The castle cats, who knew a good thing when they saw it, dove onto the mess like they hadn't eaten in six months, which Wink knew to be patently false, as they ate like kings ever since she and her sisters had instigated Kitchen Night. Each one was as tubby as an over-inflated football, but without the wind resistance.
Kitchen Night was what Setie had organized shortly after the disaster, and to which Wink had only recently begun to attend since her recovery. Simply put, a great deal of the former castle staff were dead from falling masonry or had had family who were, and therefore a few of their regular cooks weren't able to come in every day of the week. Setie had decided that as Sacred Sisters, they ought to help out in any way that they could, but because Luanna was blind, Wink had been half-dead from infection at the time, and Setie was afraid of overturning large rocks and finding corpses, they settled for cooking several nights a week for Theresa's table, and for the barracks mess hall.
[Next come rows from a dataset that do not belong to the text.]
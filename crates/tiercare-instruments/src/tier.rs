//! Care-intensity tier resolution from PHQ-9 and GAD-7 totals.
//!
//! Totals are taken as already aggregated; only their field-level bounds
//! are checked here. The more severe instrument determines the tier.

use serde::{Deserialize, Serialize};
use ts_rs::TS;

use crate::instruments::{gad7, phq9};
use crate::scoring::{Band, ScoreRange, classify};
use crate::validation::ValidationError;

#[derive(Debug, Clone, Copy, PartialEq, Eq, PartialOrd, Ord, Hash)]
pub enum Tier {
    SelfManagement,
    LowIntensity,
    ModerateIntensity,
    HighIntensity,
}

impl Tier {
    pub fn level(self) -> u8 {
        match self {
            Tier::SelfManagement => 1,
            Tier::LowIntensity => 2,
            Tier::ModerateIntensity => 3,
            Tier::HighIntensity => 4,
        }
    }

    pub fn label(self) -> &'static str {
        match self {
            Tier::SelfManagement => "Self-management and monitoring",
            Tier::LowIntensity => "Low intensity services",
            Tier::ModerateIntensity => "Moderate intensity services",
            Tier::HighIntensity => "High intensity services",
        }
    }

    pub fn description(self) -> &'static str {
        match self {
            Tier::SelfManagement => {
                "Symptoms fall below the threshold for low intensity interventions. Continue monitoring and provide psychoeducation."
            }
            Tier::LowIntensity => {
                "Recommend guided self-help, brief interventions, or digital therapeutics."
            }
            Tier::ModerateIntensity => {
                "Recommend structured psychological therapies or psychiatric consultation."
            }
            Tier::HighIntensity => {
                "Recommend specialist mental health services and multidisciplinary support."
            }
        }
    }

    pub fn definition(self) -> TierDefinition {
        TierDefinition {
            level: self.level(),
            name: format!("Tier {}", self.level()),
            label: self.label().to_string(),
            description: self.description().to_string(),
        }
    }
}

const PHQ9_TIERS: &[Band<Tier>] = &[
    Band::new(0, 4, Tier::SelfManagement),
    Band::new(5, 9, Tier::LowIntensity),
    Band::new(10, 19, Tier::ModerateIntensity),
    Band::new(20, 27, Tier::HighIntensity),
];

const GAD7_TIERS: &[Band<Tier>] = &[
    Band::new(0, 4, Tier::SelfManagement),
    Band::new(5, 9, Tier::LowIntensity),
    Band::new(10, 14, Tier::ModerateIntensity),
    Band::new(15, 21, Tier::HighIntensity),
];

#[derive(Debug, Clone, PartialEq, Eq, Serialize, Deserialize, TS)]
#[ts(export)]
pub struct TierDefinition {
    pub level: u8,
    pub name: String,
    pub label: String,
    pub description: String,
}

/// One instrument's own contribution to the resolved tier.
#[derive(Debug, Clone, Copy, PartialEq, Eq, Serialize, Deserialize, TS)]
#[ts(export)]
pub struct ToolTier {
    pub score: u32,
    pub tier: u8,
}

#[derive(Debug, Clone, Copy, Default, PartialEq, Eq, Serialize, Deserialize, TS)]
#[ts(export)]
pub struct ToolBreakdown {
    #[serde(skip_serializing_if = "Option::is_none", default)]
    #[ts(optional)]
    pub phq9: Option<ToolTier>,
    #[serde(skip_serializing_if = "Option::is_none", default)]
    #[ts(optional)]
    pub gad7: Option<ToolTier>,
}

#[derive(Debug, Clone, PartialEq, Eq, Serialize, Deserialize, TS)]
#[ts(export)]
pub struct TierResult {
    pub tier: TierDefinition,
    pub tool_breakdown: ToolBreakdown,
}

pub fn phq9_tier(total: u32) -> Result<Tier, ValidationError> {
    tier_for("phq9_total", total, PHQ9_TIERS, phq9::TOTAL_RANGE)
}

pub fn gad7_tier(total: u32) -> Result<Tier, ValidationError> {
    tier_for("gad7_total", total, GAD7_TIERS, gad7::TOTAL_RANGE)
}

/// Resolve the service tier from whichever totals are available.
pub fn determine_tier(
    phq9_total: Option<u32>,
    gad7_total: Option<u32>,
) -> Result<TierResult, ValidationError> {
    let phq9 = phq9_total
        .map(|score| phq9_tier(score).map(|tier| (score, tier)))
        .transpose()?;
    let gad7 = gad7_total
        .map(|score| gad7_tier(score).map(|tier| (score, tier)))
        .transpose()?;

    let tier = [phq9, gad7]
        .into_iter()
        .flatten()
        .map(|(_, tier)| tier)
        .max()
        .ok_or(ValidationError::MissingScores)?;

    let breakdown = |entry: Option<(u32, Tier)>| {
        entry.map(|(score, tier)| ToolTier {
            score,
            tier: tier.level(),
        })
    };

    Ok(TierResult {
        tier: tier.definition(),
        tool_breakdown: ToolBreakdown {
            phq9: breakdown(phq9),
            gad7: breakdown(gad7),
        },
    })
}

fn tier_for(
    field: &str,
    total: u32,
    bands: &[Band<Tier>],
    range: ScoreRange,
) -> Result<Tier, ValidationError> {
    classify(bands, total).ok_or_else(|| ValidationError::out_of_range(field, range))
}
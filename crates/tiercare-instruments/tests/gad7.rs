use tiercare_instruments::instruments::gad7;
use tiercare_instruments::responses::ResponseSet;
use tiercare_instruments::scoring::Severity;

fn responses(values: [i64; 7]) -> ResponseSet {
    values
        .iter()
        .enumerate()
        .map(|(i, v)| (format!("gad7_q{}", i + 1), *v))
        .collect()
}

#[test]
fn severity_boundaries() {
    let cases = [
        (0, Severity::Minimal),
        (4, Severity::Minimal),
        (5, Severity::Mild),
        (9, Severity::Mild),
        (10, Severity::Moderate),
        (14, Severity::Moderate),
        (15, Severity::Severe),
        (21, Severity::Severe),
    ];
    for (total, expected) in cases {
        assert_eq!(gad7::severity(total), expected, "total {total}");
    }
}

#[test]
fn scores_sum_all_items() {
    let result = gad7::score(&responses([1, 2, 3, 0, 1, 2, 3])).unwrap();
    assert_eq!(result.total_score, 12);
    assert_eq!(result.severity, Severity::Moderate);
}

#[test]
fn missing_item_fails() {
    let mut set = ResponseSet::new();
    for i in 1..=6 {
        set.insert(format!("gad7_q{i}"), 1);
    }

    let err = gad7::score(&set).unwrap_err();
    assert_eq!(err.to_string(), "Missing responses for: gad7_q7.");
}

#[test]
fn scoring_is_repeatable() {
    let set = responses([3, 3, 3, 3, 3, 3, 0]);
    assert_eq!(gad7::score(&set).unwrap(), gad7::score(&set).unwrap());
}
//! tiercare-instruments
//!
//! Mental-health screening instruments and the scoring engine behind them.
//! Pure computation, no I/O. Validates response sets against each
//! instrument's expected schema, aggregates scores, classifies severity and
//! risk, and resolves a combined care-intensity tier.

pub mod catalog;
pub mod error;
pub mod instruments;
pub mod responses;
pub mod scoring;
pub mod summary;
pub mod tier;
pub mod validation;

use catalog::Questionnaire;
use error::InstrumentError;
use responses::ResponseSet;
use scoring::ExpectedItem;
use validation::{Answers, ValidationError};

/// Trait implemented by each screening instrument.
pub trait Instrument: Send + Sync {
    /// Unique identifier, also the prefix of its question ids (e.g. "phq9").
    fn id(&self) -> &str;

    /// Short display name (e.g. "PHQ-9").
    fn name(&self) -> &str;

    /// Presentation data: title, instructions, and ordered questions.
    fn questionnaire(&self) -> &Questionnaire;

    /// The question ids this instrument requires and their valid ranges.
    fn schema(&self) -> &'static [ExpectedItem];

    /// Validate a response set against this instrument's schema.
    fn validate(&self, responses: &ResponseSet) -> Result<Answers, ValidationError> {
        validation::validate(responses, self.schema())
    }
}

/// Return all registered instruments, in presentation order.
pub fn all_instruments() -> Vec<Box<dyn Instrument>> {
    vec![
        Box::new(instruments::phq4::Phq4),
        Box::new(instruments::phq9::Phq9),
        Box::new(instruments::gad7::Gad7),
        Box::new(instruments::cssrs::Cssrs),
    ]
}

/// Look up an instrument by ID, ignoring case.
pub fn get_instrument(id: &str) -> Result<Box<dyn Instrument>, InstrumentError> {
    let key = id.to_lowercase();
    all_instruments()
        .into_iter()
        .find(|i| i.id() == key)
        .ok_or_else(|| InstrumentError::UnknownInstrument(id.to_string()))
}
Once Wink felt well enough to take part, their dishes improved a little, as there was only so much that a blind girl and her enthusiastic seeing-eye human could do on their own. If there was one thing that Wink was good at, it was delegating.
Tonight, they were battering fish en masse for the downstairs guard, with a separate meal of a slightly higher caliber for the Queen and her retinue. They had Luanna in a corner far away from the crackling oil, de-scaling fish by the dozen. "It's like knitting!" Wink had said at the time as she guided Luanna into her chair. "Bloody, odd-smelling knitting. With eyeballs." Setie, who loved cooking, just loved it, was relegated to carting away fish guts and vegetable peelings and washing up pots because she could burn salad just by looking at it earnestly.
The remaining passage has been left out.